Tutte le novità e le modalità di calcolo del nuovo Isee, l'indicatore della situazione economica equivalente.


Speciale Isee

Ormai è un documento con il quale i contribuenti hanno acquisito familiarità. L'Indicatore della situazione economica equivalente (lsee), infatti, è lo strumento adottato dalla maggior parte degli enti pubblici e privati per valutare la situazione economica delle famiglie che richiedono una prestazione sociale agevolata, come assegni per la maternità, bonus famiglia e bebé, servizi legati allo studio, agevolazioni per l'iscrizione al nido. Non solo: l'lsee permette anche l'accesso a contributi per affitto o consumi e contribuisce un indicatore per il calcolo delle tasse sui rifiuti e i ticket sanitari. E' dunque uno strumento ormai sempre piu' indispensabile, che si calcola effettuando il rapporto tra Indicatore della Situazione Economica (I.S.E., dato dalla somma dei redditi e dal 20% dei patrimoni mobiliari e immobiliari dei componenti il nucleo familiare) e parametro nella Scala di Equivalenza.

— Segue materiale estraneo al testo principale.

//! Relay text framing.
//!
//! The relay never parses JSON: the first character of a text frame picks the
//! route and everything else is opaque.

use crate::error::ProtocolError;

const DRAW_FRAME_TAG: char = 'd';
const LOG_TAG: char = 'l';
const RESET_TAG: char = 'r';

/// A classified relay frame. Every variant keeps the raw text it arrived as.
#[derive(Debug, Clone, PartialEq, Eq)]
pub enum RelayEnvelope {
    /// A raster snapshot as a `data:` URI
    DrawFrame(String),
    /// A diagnostic line from a client
    Log(String),
    /// Ask every other peer to renegotiate
    ResetRequest(String),
    /// Anything else: cached before quorum, broadcast after
    Signal(String),
}

impl RelayEnvelope {
    /// Classify a raw text frame. Unknown or empty frames are signals.
    pub fn parse(text: impl Into<String>) -> Self {
        let text = text.into();
        match text.chars().next() {
            Some(DRAW_FRAME_TAG) => RelayEnvelope::DrawFrame(text),
            Some(LOG_TAG) => RelayEnvelope::Log(text),
            Some(RESET_TAG) => RelayEnvelope::ResetRequest(text),
            _ => RelayEnvelope::Signal(text),
        }
    }

    /// Wrap a data URI. Data URIs always start with `d`.
    pub fn draw_frame(data_uri: impl Into<String>) -> Self {
        RelayEnvelope::DrawFrame(data_uri.into())
    }

    pub fn log(line: &str) -> Self {
        RelayEnvelope::Log(format!("log: {line}"))
    }

    pub fn reset_request() -> Self {
        RelayEnvelope::ResetRequest("reset".to_string())
    }

    /// Build a signal, refusing payloads that would be routed as something else.
    pub fn signal(payload: impl Into<String>) -> Result<Self, ProtocolError> {
        let payload = payload.into();
        match payload.chars().next() {
            Some(tag @ (DRAW_FRAME_TAG | LOG_TAG | RESET_TAG)) => {
                Err(ProtocolError::ReservedTag(tag))
            }
            _ => Ok(RelayEnvelope::Signal(payload)),
        }
    }

    pub fn kind(&self) -> &'static str {
        match self {
            RelayEnvelope::DrawFrame(_) => "draw-frame",
            RelayEnvelope::Log(_) => "log",
            RelayEnvelope::ResetRequest(_) => "reset-request",
            RelayEnvelope::Signal(_) => "signal",
        }
    }

    pub fn as_str(&self) -> &str {
        match self {
            RelayEnvelope::DrawFrame(text)
            | RelayEnvelope::Log(text)
            | RelayEnvelope::ResetRequest(text)
            | RelayEnvelope::Signal(text) => text,
        }
    }

    pub fn into_text(self) -> String {
        match self {
            RelayEnvelope::DrawFrame(text)
            | RelayEnvelope::Log(text)
            | RelayEnvelope::ResetRequest(text)
            | RelayEnvelope::Signal(text) => text,
        }
    }
}

#[cfg(test)]
mod tests {
    use super::*;

    #[test]
    fn classifies_by_first_character() {
        assert_eq!(
            RelayEnvelope::parse("data:image/png;base64,AAAA").kind(),
            "draw-frame"
        );
        assert_eq!(RelayEnvelope::parse("log: hello").kind(), "log");
        assert_eq!(RelayEnvelope::parse("request host").kind(), "reset-request");
        assert_eq!(RelayEnvelope::parse(r#"{"sdp":"x"}"#).kind(), "signal");
    }

    #[test]
    fn unknown_and_empty_frames_are_signals() {
        assert_eq!(RelayEnvelope::parse(""), RelayEnvelope::Signal(String::new()));
        assert_eq!(RelayEnvelope::parse("zzz").kind(), "signal");
        // Tags are case sensitive
        assert_eq!(RelayEnvelope::parse("Data").kind(), "signal");
    }

    #[test]
    fn constructors_round_trip_through_parse() {
        for envelope in [
            RelayEnvelope::log("peer joined"),
            RelayEnvelope::reset_request(),
            RelayEnvelope::draw_frame("data:image/gif;base64,R0lG"),
        ] {
            assert_eq!(RelayEnvelope::parse(envelope.as_str()), envelope);
        }
    }

    #[test]
    fn signal_rejects_reserved_tags() {
        assert!(matches!(
            RelayEnvelope::signal("ready"),
            Err(ProtocolError::ReservedTag('r'))
        ));
        assert!(RelayEnvelope::signal(r#"{"type":"offer"}"#).is_ok());
    }
}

Nel 2015 è stata attuata una riforma sostanziale nella formulazione dell'lsee, in modo da garantire una maggiore equità nell'accesso alle agevolazioni, a tutela soprattutto delle fasce più deboli. Tra le novità più importanti c'è la certificazione dei redditi: vengono incrociati i dati degli archivi lnps e dell'Agenzia delle Entrate, e una rimodulazione rispetto alla situazione reddituale con l'inclusione di redditi o trattamenti esenti. E' stata introdotta nel calcolo del valore della casa una riduzione pari all'eventuale mutuo ancora in essere, mentre per chi è in affitto viene aumentato a 7.000 euro l'anno l'importo massimo deducibile. Anche per quanto riguarda la disabilità ci sono state novità significative, con l'introduzione di tre diverse franchigie sul reddito in base alla gravità del bisogno.